Fixed lenses have great advantages in terms of image quality, but they require the user to move back and forth in order to change the user’s perspective. That’s how zoom lenses were introduced in 1959. At first they were seriously expensive, heavy and complex. Over time, they became simpler to produce and, after a lot of customer feedback, zoom kit lenses were introduced in the 1990s.
What is a Zoom Kit Lens?
Of course, it’s a zoom lens. That means, its focal length can be changed within a specific range. This range includes the normal focal length for the intended sensor, and goes from a wide angle to a short tele-photo. The decision to use this range was based on customer feedback who liked the viewing angle and realistic images of the normal lenses, but wanted more versatility out of the lens.
A zoom kit lens is usually included, at a discount, with the purchase of a camera body, that’s why it’s called a “kit” lens. The camera body and lens are a kit.
The main criticism of these lenses comes from the fact that image quality is not the best, because their aperture is variable and this requires you to constantly adjust focus whenever you change the focal length. Even worse, since these lenses are usually made with polycarbonate elements, they may suffer from chromatic aberration, producing colored “halos” in the image.
This Doesn’t Sound Awesome
Well, we need to understand there is no “perfect” lens. All lenses have imperfections, they are just more visible in some lenses than in others. Kit lenses’ imperfections are more evident but, does that make them bad lenses? Absolutely not.
The greatest value you can get out of a zoom kit lens is its versatility. You can use them for landscapes, architecture, portraits, long exposures… you can even shoot some sports with it!

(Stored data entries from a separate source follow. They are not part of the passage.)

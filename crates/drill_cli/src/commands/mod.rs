//! Subcommand handlers.

pub mod check;
pub mod simplify;
pub mod validate;
pub mod verify;

use std::collections::BTreeMap;

use anyhow::{Context as _, Result};
use drill_ast::Context;
use drill_engine::{resolve_assumptions, AssumptionSet};

/// `name=predicate`, as given to `--assume`.
pub fn parse_assumption(text: &str) -> Result<(String, String), String> {
    match text.split_once('=') {
        Some((name, predicate)) if !name.trim().is_empty() && !predicate.trim().is_empty() => {
            Ok((name.trim().to_string(), predicate.trim().to_string()))
        }
        _ => Err(format!("expected NAME=PREDICATE, got '{}'", text)),
    }
}

pub fn assumption_set(pairs: &[(String, String)], ctx: &mut Context) -> Result<AssumptionSet> {
    let declarations: BTreeMap<String, String> = pairs.iter().cloned().collect();
    resolve_assumptions(&declarations, ctx).context("invalid --assume declaration")
}
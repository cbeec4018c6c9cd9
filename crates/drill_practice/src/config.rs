//! Drill configuration file.
//!
//! ```toml
//! [engine]
//! max_fixed_point_passes = 32
//! max_expand_terms = 5000
//!
//! [schedule]
//! intervals_days = [1, 2, 4, 7, 14, 30, 60]
//! retry_after_days = 1
//! ```
//!
//! Missing tables and fields take their defaults.

use std::fs;
use std::path::Path;

use drill_engine::EngineLimits;
use serde::{Deserialize, Serialize};

use crate::error::ConfigError;
use crate::schedule::ScheduleConfig;

#[derive(Clone, Debug, Default, PartialEq, Eq, Serialize, Deserialize)]
#[serde(default)]
pub struct DrillConfig {
    pub engine: EngineLimits,
    pub schedule: ScheduleConfig,
}

impl DrillConfig {
    pub fn from_toml(text: &str) -> Result<Self, ConfigError> {
        Ok(toml::from_str(text)?)
    }

    pub fn load_from(path: &Path) -> Result<Self, ConfigError> {
        let text = fs::read_to_string(path)?;
        Self::from_toml(&text)
    }

    /// Read `path`, falling back to defaults when it is absent or invalid.
    pub fn load(path: &Path) -> Self {
        if !path.exists() {
            return Self::default();
        }
        match Self::load_from(path) {
            Ok(config) => config,
            Err(e) => {
                tracing::warn!(path = %path.display(), error = %e, "using default configuration");
                Self::default()
            }
        }
    }

    pub fn to_toml(&self) -> Result<String, toml::ser::Error> {
        toml::to_string_pretty(self)
    }
}

#[cfg(test)]
mod tests {
    use super::*;
    use std::io::Write;

    #[test]
    fn test_partial_file_keeps_defaults() {
        let config = DrillConfig::from_toml("[engine]\nmax_fixed_point_passes = 4\n").unwrap();
        assert_eq!(config.engine.max_fixed_point_passes, 4);
        assert_eq!(config.engine.max_expand_terms, EngineLimits::default().max_expand_terms);
        assert_eq!(config.schedule, ScheduleConfig::default());
    }

    #[test]
    fn test_round_trip_through_toml() {
        let mut config = DrillConfig::default();
        config.schedule.intervals_days = vec![1, 3, 9];
        let text = config.to_toml().unwrap();
        assert_eq!(DrillConfig::from_toml(&text).unwrap(), config);
    }

    #[test]
    fn test_invalid_file_falls_back() {
        let mut file = tempfile::NamedTempFile::new().unwrap();
        writeln!(file, "[schedule]\nretry_after_days = \"soon\"").unwrap();
        assert!(DrillConfig::load_from(file.path()).is_err());
        assert_eq!(DrillConfig::load(file.path()), DrillConfig::default());
    }

    #[test]
    fn test_missing_file_uses_defaults() {
        let dir = tempfile::tempdir().unwrap();
        assert_eq!(DrillConfig::load(&dir.path().join("drill.toml")), DrillConfig::default());
    }
}
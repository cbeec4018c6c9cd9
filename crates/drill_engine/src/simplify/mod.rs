//! Canonical simplification.
//!
//! A pass converts an expression into a [`Fraction`] of polynomials over
//! canonical atoms, settles the relations between atoms the polynomial
//! arithmetic cannot see (`sin**2 = 1 - cos**2`, `2**(3/2) = 2*2**(1/2)`),
//! and rebuilds an expression from the result.
//!
//! Atoms are arena ids of canonical subterms:
//!
//! - symbols, `pi`, and `E` (whose exponent carries `exp` of constants)
//! - function applications with canonical arguments (`sin(x)`, `log(x + 1)`)
//! - `exp(m)` for a unit monomial `m`, raised to the monomial's coefficient
//! - integers under fractional exponents (`2**(1/2)`)
//! - composite bases under fractional exponents (`(x + 1)**(1/2)`)
//! - symbolic powers `b**m` for a unit monomial `m`
//! - deferred `Derivative`/`Integral` nodes
//!
//! Every pass is bounded by a [`Budget`] built from [`EngineLimits`].

mod functions;
mod numeric;
mod output;
mod power;
mod settle;
mod trig;

use drill_ast::{Constant, Context, Expr, ExprId};
use num_rational::BigRational;
use num_traits::One;
use rustc_hash::FxHashMap;

use crate::assumptions::AssumptionSet;
use crate::budget::{Budget, BudgetExceeded, Metric, Operation};
use crate::error::EngineError;
use crate::options::EngineLimits;
use crate::poly::{Fraction, Monomial, Poly};
use crate::sign::{Sign, SignOracle};

/// One simplification pass over `expr`.
pub fn simplify_once(
    ctx: &mut Context,
    expr: ExprId,
    assumptions: &AssumptionSet,
    limits: &EngineLimits,
) -> Result<ExprId, EngineError> {
    let mut simplifier = Simplifier::new(ctx, assumptions, limits);
    simplifier.simplify(expr)
}

/// Repeat [`simplify_once`] until the result stops changing.
///
/// Fails with [`EngineError::FixedPointNotReached`] after
/// `limits.max_fixed_point_passes` passes.
pub fn simplify_to_fixed_point(
    ctx: &mut Context,
    expr: ExprId,
    assumptions: &AssumptionSet,
    limits: &EngineLimits,
) -> Result<ExprId, EngineError> {
    tracing::debug!(target: "simplify", nodes = ctx.len(), "phase_start");
    let mut current = expr;
    for pass in 1..=limits.max_fixed_point_passes {
        let next = simplify_once(ctx, current, assumptions, limits)?;
        if next == current {
            tracing::debug!(target: "simplify", passes = pass, nodes = ctx.len(), "phase_fixed_point");
            return Ok(next);
        }
        current = next;
    }
    tracing::warn!(
        target: "simplify",
        passes = limits.max_fixed_point_passes,
        "fixed_point_cap_reached"
    );
    Err(EngineError::FixedPointNotReached {
        passes: limits.max_fixed_point_passes,
    })
}

/// How the settle step treats an atom.
pub(crate) enum AtomKind {
    /// An integer under a fractional exponent.
    Numeric(BigRational),
    /// A sum, product or numeric power under a fractional exponent.
    Composite,
    Sin(ExprId),
    Abs(ExprId),
    Other,
}

pub(crate) struct Simplifier<'a> {
    ctx: &'a mut Context,
    assumptions: &'a AssumptionSet,
    limits: &'a EngineLimits,
    budget: Budget,
    nodes_at_start: usize,
    memo: FxHashMap<ExprId, Fraction>,
    pi: ExprId,
    euler: ExprId,
}

impl<'a> Simplifier<'a> {
    pub(crate) fn new(
        ctx: &'a mut Context,
        assumptions: &'a AssumptionSet,
        limits: &'a EngineLimits,
    ) -> Self {
        let pi = ctx.constant(Constant::Pi);
        let euler = ctx.constant(Constant::E);
        let nodes_at_start = ctx.len();
        Self {
            ctx,
            assumptions,
            limits,
            budget: Budget::for_pass(limits),
            nodes_at_start,
            memo: FxHashMap::default(),
            pi,
            euler,
        }
    }

    /// Canonical form of `expr`. A bare `oo` or `nan` is returned as is;
    /// inside arithmetic either one makes the result undefined.
    pub(crate) fn simplify(&mut self, expr: ExprId) -> Result<ExprId, EngineError> {
        if matches!(
            self.ctx.get(expr),
            Expr::Constant(Constant::Infinity | Constant::Undefined)
        ) {
            return Ok(expr);
        }
        let f = self.fraction(expr)?;
        self.to_expr(&f)
    }

    /// Settled, normalized fraction for `id`, memoized for the pass.
    pub(crate) fn fraction(&mut self, id: ExprId) -> Result<Fraction, EngineError> {
        if let Some(f) = self.memo.get(&id) {
            return Ok(f.clone());
        }
        self.charge_nodes()?;
        let raw = self.convert(id)?;
        let f = self.finish(raw)?;
        self.memo.insert(id, f.clone());
        Ok(f)
    }

    fn convert(&mut self, id: ExprId) -> Result<Fraction, EngineError> {
        let f = match self.ctx.get(id).clone() {
            Expr::Number(n) => Fraction::constant(n),
            Expr::Constant(Constant::Pi | Constant::E) | Expr::Variable(_) => self.atom(id),
            Expr::Constant(Constant::Infinity | Constant::Undefined) => Fraction::undefined(),
            Expr::Add(l, r) => {
                let (a, b) = (self.fraction(l)?, self.fraction(r)?);
                a.add(&b, &mut self.budget)?
            }
            Expr::Sub(l, r) => {
                let (a, b) = (self.fraction(l)?, self.fraction(r)?);
                a.sub(&b, &mut self.budget)?
            }
            Expr::Mul(l, r) => {
                let (a, b) = (self.fraction(l)?, self.fraction(r)?);
                a.mul(&b, &mut self.budget)?
            }
            Expr::Div(l, r) => {
                let (a, b) = (self.fraction(l)?, self.fraction(r)?);
                a.div(&b, &mut self.budget)?
            }
            Expr::Neg(e) => self.fraction(e)?.neg(),
            Expr::Pow(b, e) => {
                let (base, exp) = (self.fraction(b)?, self.fraction(e)?);
                self.power(base, exp)?
            }
            Expr::Function(name, args) => self.function(&name, &args)?,
            Expr::Derivative { expr, wrt } => {
                let expr = self.simplify(expr)?;
                let key = self.ctx.add(Expr::Derivative { expr, wrt });
                self.atom(key)
            }
            Expr::Integral {
                integrand,
                var,
                bounds,
            } => {
                let integrand = self.simplify(integrand)?;
                let bounds = match bounds {
                    Some((lo, hi)) => Some((self.simplify(lo)?, self.simplify(hi)?)),
                    None => None,
                };
                let key = self.ctx.add(Expr::Integral {
                    integrand,
                    var,
                    bounds,
                });
                self.atom(key)
            }
        };
        Ok(f)
    }

    fn finish(&mut self, f: Fraction) -> Result<Fraction, EngineError> {
        let f = f.normalize(&mut self.budget)?;
        self.settle(f)
    }

    fn charge_nodes(&mut self) -> Result<(), BudgetExceeded> {
        let created = self.ctx.len().saturating_sub(self.nodes_at_start) as u64;
        self.budget
            .observe(Operation::Simplify, Metric::NodesCreated, created)
    }

    fn atom(&self, key: ExprId) -> Fraction {
        self.atom_pow(key, BigRational::one())
    }

    fn atom_pow(&self, key: ExprId, exp: BigRational) -> Fraction {
        Fraction::from_poly(Poly::atom(key, exp))
    }

    /// `f(args)` as an atom, arguments in canonical form.
    fn opaque_call(&mut self, name: &str, args: &[Fraction]) -> Result<Fraction, EngineError> {
        let mut exprs = Vec::with_capacity(args.len());
        for arg in args {
            exprs.push(self.to_expr(arg)?);
        }
        let key = self.ctx.call(name, exprs);
        Ok(self.atom(key))
    }

    /// Exponent `a` when `f` is exactly `E**a`.
    fn euler_power(&self, f: &Fraction) -> Option<BigRational> {
        if !f.is_polynomial() {
            return None;
        }
        match f.num.single_term() {
            Some((m, c)) if c.is_one() && m.len() == 1 && m[0].0 == self.euler => {
                Some(m[0].1.clone())
            }
            _ => None,
        }
    }

    fn sign(&self, id: ExprId) -> Sign {
        SignOracle::new(&*self.ctx, self.assumptions).sign(id)
    }

    fn is_real(&self, id: ExprId) -> bool {
        SignOracle::new(&*self.ctx, self.assumptions).is_real(id)
    }

    pub(crate) fn atom_kind(&self, id: ExprId) -> AtomKind {
        match self.ctx.get(id) {
            Expr::Number(n) => AtomKind::Numeric(n.clone()),
            Expr::Add(..) | Expr::Sub(..) | Expr::Mul(..) | Expr::Div(..) | Expr::Neg(_) => {
                AtomKind::Composite
            }
            Expr::Pow(_, e) if self.ctx.is_number(*e) => AtomKind::Composite,
            Expr::Function(name, args) => match (name.as_str(), args.as_slice()) {
                ("sin", [theta]) => AtomKind::Sin(*theta),
                ("Abs", [u]) => AtomKind::Abs(*u),
                _ => AtomKind::Other,
            },
            _ => AtomKind::Other,
        }
    }

    /// Canonical expression of a single term `c * m`.
    fn term_key(&mut self, m: &Monomial, c: BigRational) -> Result<ExprId, EngineError> {
        self.poly_expr(&Poly::term(m.clone(), c))
    }
}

Of course, in many of these cases you will probably need to increase ISO or close down the aperture to compensate for its imperfections. Is it the perfect lens for every one of those scenarios? No, but it’s very good, and it allows you to try all these photography genres so you can find your specialty.
And that is the main point of this post. Your kit lens is awesome at helping you figure out what your specialty is. It allows you to try and make mistakes so you can learn from them. All of this in a lightweight and versatile package.
I really hope I helped you figure out why your kit lens is awesome, and why you should use it more, before considering a lens upgrade.